Hi - and welcome back to this lovely picnic spot. I'd like to share a nice chilled Italian wine called Cappuccina (not cappuccino, the coffee drink!). Very refreshing on a hot summer's day.
You guys inspire me to write. Your comments inspire me and give me ideas. You bring up topics that I might have thought of writing about but weren't brave enough to tackle yet. I thank you for your courage and your enthusiasm. My friend messaged me and told me her mother passed away recently, and then added: "you are a motherless mother too?" and I thought, "By golly, that expression cuts straight to the core".
When my first daughter was born and I consequently became a mother for the first time, my own mother had been gone to the other side for many years. I missed her before, but nothing prepared me for just how much I would miss her, and the shock and the pain of becoming a mother while not having my own mother around, the support, the knowledge of how I was as a baby, the love and the care that only a mother can give her own daughter. It was a shock to become a motherless mother.
It is a momentous event, becoming a mother, and sharing that and understanding what it means to be a mother for the first time in my life with my own mother would have been so sweet. Shortly after I became a mother I serendipitously read a New York Times article about the importance of the relationship of a woman's mother when she herself is giving birth. How women giving birth are more likely to feel "the baby blues" when their own mother is not around. And how it is not the same to have the father's mother - the mother-in-law - present after the birth. Ah, I wish I could find that article again... But instead I found this on how new mothers need to feel validated, need to feel like their new babies and themselves matter in this world, that someone CARES.
It really does take a village to raise a child....
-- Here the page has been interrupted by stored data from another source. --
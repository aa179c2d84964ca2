use serde_json::Value;

/// Role reported for maps without a usable role node.
pub const NO_ROLE: &str = "no role";

/// Returns the `name` of the first node whose `type` is `"role"`.
///
/// Missing or oddly shaped `nodes` are treated as "no role node" rather than errors, so one
/// malformed map cannot abort an export.
pub fn role_of(document: &Value) -> &str {
	let Some(nodes) = document.get("nodes").and_then(Value::as_array) else {
		return NO_ROLE;
	};
	let Some(role_node) =
		nodes.iter().find(|node| node.get("type").and_then(Value::as_str) == Some("role"))
	else {
		return NO_ROLE;
	};

	role_node.get("name").and_then(Value::as_str).unwrap_or(NO_ROLE)
}
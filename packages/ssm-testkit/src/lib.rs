//! Scratch Postgres databases holding one maps table, for tests that need a real store.
//!
//! Each [`MapsDatabase`] lives next to the database `SSM_PG_DSN` points at and is dropped when
//! the test calls [`MapsDatabase::cleanup`] or, failing that, when the value goes out of scope.

mod error;

pub use error::{Error, Result};

use std::{env, str::FromStr, thread};

use serde_json::Value;
use sqlx::{
	ConnectOptions, Connection, Executor,
	postgres::{PgConnectOptions, PgConnection},
};
use time::{PrimitiveDateTime, macros::datetime};
use tokio::runtime::Builder;
use uuid::Uuid;

use ssm_config::Postgres;
use ssm_storage::{db::Db, maps::MapTable, models::MapRecord};

/// Table created in every scratch database.
pub const MAPS_TABLE: &str = "maps";

const ADMIN_DATABASES: [&str; 2] = ["postgres", "template1"];
const SEED_CREATED_AT: PrimitiveDateTime = datetime!(2015-01-01 00:00);

/// The base DSN, when the environment provides one.
pub fn env_dsn() -> Option<String> {
	env::var(ssm_config::PG_DSN_VAR).ok().filter(|dsn| !dsn.trim().is_empty())
}

/// A map row ready for [`MapsDatabase::seed`]. The id is assigned on insert.
pub fn map_record(
	owner: i64,
	document: Value,
	modified_at: PrimitiveDateTime,
	name: Option<&str>,
) -> MapRecord {
	MapRecord {
		id: 0,
		owner,
		document,
		created_at: SEED_CREATED_AT,
		modified_at,
		name: name.map(str::to_string),
	}
}

/// A connected [`Db`] over a freshly created database with an empty [`MAPS_TABLE`].
pub struct MapsDatabase {
	db: Db,
	name: String,
	admin: PgConnectOptions,
	dropped: bool,
}
impl MapsDatabase {
	pub async fn create(base_dsn: &str) -> Result<Self> {
		let base = PgConnectOptions::from_str(base_dsn)
			.map_err(|err| Error::InvalidDsn(base_dsn.to_string(), err))?;
		let (admin, mut admin_conn) = connect_admin(&base).await?;
		let name = format!("ssm_test_{}", Uuid::new_v4().simple());

		admin_conn
			.execute(format!(r#"CREATE DATABASE "{name}""#).as_str())
			.await
			.map_err(|source| Error::Scratch { name: name.clone(), source })?;

		let cfg = Postgres {
			dsn: base.database(&name).to_url_lossy().to_string(),
			pool_max_conns: 1,
		};

		match open_maps(&cfg).await {
			Ok(db) => Ok(Self { db, name, admin, dropped: false }),
			Err(err) => {
				let _ = drop_database(&name, &admin).await;

				Err(err)
			},
		}
	}

	pub fn db(&self) -> &Db {
		&self.db
	}

	pub fn maps(&self) -> Result<MapTable<'_>> {
		Ok(MapTable::new(&self.db, MAPS_TABLE)?)
	}

	/// Inserts `records` in order and returns the ids the database assigned to them.
	pub async fn seed(&self, records: &[MapRecord]) -> Result<Vec<i64>> {
		let maps = self.maps()?;
		let mut ids = Vec::with_capacity(records.len());

		for record in records {
			let id = maps
				.insert_map(
					record.owner,
					&record.document,
					record.created_at,
					record.modified_at,
					record.name.as_deref(),
				)
				.await?;

			ids.push(id);
		}

		Ok(ids)
	}

	pub async fn cleanup(mut self) -> Result<()> {
		self.db.pool.close().await;

		drop_database(&self.name, &self.admin).await?;

		self.dropped = true;

		Ok(())
	}
}
impl Drop for MapsDatabase {
	fn drop(&mut self) {
		if self.dropped {
			return;
		}

		let name = self.name.clone();
		let admin = self.admin.clone();
		// Drop may run outside any runtime.
		let worker = thread::spawn(move || {
			let result = Builder::new_current_thread()
				.enable_all()
				.build()
				.map_err(|err| err.to_string())
				.and_then(|runtime| {
					runtime.block_on(drop_database(&name, &admin)).map_err(|err| err.to_string())
				});

			if let Err(err) = result {
				eprintln!("Scratch database {name} was left behind: {err}");
			}
		});
		let _ = worker.join();
	}
}

async fn open_maps(cfg: &Postgres) -> Result<Db> {
	let db = Db::connect(cfg).await?;

	db.ensure_schema(MAPS_TABLE).await?;

	Ok(db)
}

async fn connect_admin(base: &PgConnectOptions) -> Result<(PgConnectOptions, PgConnection)> {
	let mut last_err = None;

	for database in ADMIN_DATABASES {
		let options = base.clone().database(database);

		match PgConnection::connect_with(&options).await {
			Ok(conn) => return Ok((options, conn)),
			Err(err) => last_err = Some(err),
		}
	}

	let err = last_err.unwrap_or(sqlx::Error::PoolClosed);

	Err(Error::NoAdminDatabase(base.to_url_lossy().to_string(), err))
}

async fn drop_database(name: &str, admin: &PgConnectOptions) -> Result<()> {
	let scratch = |source| Error::Scratch { name: name.to_string(), source };
	let mut conn = PgConnection::connect_with(admin).await.map_err(scratch)?;

	// Open sessions block DROP DATABASE.
	let _ = sqlx::query(
		"\
SELECT pg_terminate_backend(pid)
FROM pg_stat_activity
WHERE datname = $1 AND pid <> pg_backend_pid()",
	)
	.bind(name)
	.execute(&mut conn)
	.await;

	conn.execute(format!(r#"DROP DATABASE IF EXISTS "{name}""#).as_str()).await.map_err(scratch)?;

	Ok(())
}
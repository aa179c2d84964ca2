/// DDL for a maps table named `table`. Callers validate `table` as an identifier first.
pub fn render_schema(table: &str) -> String {
	include_str!("../../../sql/maps.sql").replace("<TABLE>", table)
}
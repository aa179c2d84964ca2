use std::collections::BTreeSet;

use serde_json::Value;

use ssm_config::Export;

pub const STATE_KEY: &str = "state";

#[derive(Clone, Copy, Debug, PartialEq, Eq)]
pub enum FilterDecision {
	Export,
	ExcludedOwner,
	MissingState,
	/// `state` is present but is not the target string. Non-string values always land here.
	StateMismatch,
}
impl FilterDecision {
	pub fn is_export(self) -> bool {
		self == Self::Export
	}

	pub fn as_str(self) -> &'static str {
		match self {
			Self::Export => "export",
			Self::ExcludedOwner => "excluded_owner",
			Self::MissingState => "missing_state",
			Self::StateMismatch => "state_mismatch",
		}
	}
}

/// Selects maps whose document carries the target `state` and whose owner is not excluded.
#[derive(Clone, Debug)]
pub struct StateFilter {
	state: String,
	excluded_owners: BTreeSet<i64>,
}
impl StateFilter {
	pub fn new<I>(state: impl Into<String>, excluded_owners: I) -> Self
	where
		I: IntoIterator<Item = i64>,
	{
		Self { state: state.into(), excluded_owners: excluded_owners.into_iter().collect() }
	}

	pub fn from_config(cfg: &Export) -> Self {
		Self::new(cfg.state.clone(), cfg.excluded_owners.iter().copied())
	}

	pub fn state(&self) -> &str {
		&self.state
	}

	pub fn is_excluded(&self, owner: i64) -> bool {
		self.excluded_owners.contains(&owner)
	}

	pub fn evaluate(&self, document: &Value, owner: i64) -> FilterDecision {
		let Some(state) = document.get(STATE_KEY) else {
			return FilterDecision::MissingState;
		};

		if state.as_str() != Some(self.state.as_str()) {
			return FilterDecision::StateMismatch;
		}
		if self.is_excluded(owner) {
			return FilterDecision::ExcludedOwner;
		}

		FilterDecision::Export
	}

	pub fn qualifies(&self, document: &Value, owner: i64) -> bool {
		self.evaluate(document, owner).is_export()
	}
}
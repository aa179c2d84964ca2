use serde_json::Value;
use time::PrimitiveDateTime;

/// One row of the maps table. Timestamps are wall-clock values in the session time zone.
#[derive(Clone, Debug, sqlx::FromRow)]
pub struct MapRecord {
	pub id: i64,
	pub owner: i64,
	pub document: Value,
	pub created_at: PrimitiveDateTime,
	pub modified_at: PrimitiveDateTime,
	pub name: Option<String>,
}
//! Pure decisions behind a map export: which documents qualify, what they are named, and how
//! they are rendered to bytes.

pub mod artifact;
pub mod filename;
pub mod filter;
pub mod role;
I had my two children in New York City, and didn't have that village to help. I had maybe a few misguided village members: a pediatrician that had very little understanding... aaand... let me thiiink... nope, that was it. So in total that was one clueless village member.
My mother is gone, and there isn't a day that goes by without me thinking about her, remembering something about her, in one way or another. She died in 1989 so it's been a while. Sure, she was craaaazy (!!!) but she managed somehow to teach me, show me, love and compassion and understanding, the most important gifts you can give a child. (Many "normal", non-crazy mothers aren't successful in doing that!) Through it all she managed to raise me by herself in a foreign country with no family around - motherless mother as she was. My grandmother (my mother's mother) also gave birth to most of her children in a foreign country with no "village" around to help: being Korean and poor in Japan during the time of WW II.
I hope to break this cycle. I hope to be there for my two daughters when/if they have babies. I want to be there. I need to be there. I will be there and help them, guide them, or just sit quietly with them. I will answer their questions when they ask me, I will show them photos of them as babies, I will stoke their foreheads and tell them they did a great job, I will never stop telling them how incredible they are. I will show them they are not alone. They will not be motherless mothers!
Well, how nice of you to stop here on your way to where ever you were going. It was nice to see you again. If this was your first time over at my picnic spot, come back again soon. There is always space on my blanket if you forgot yours.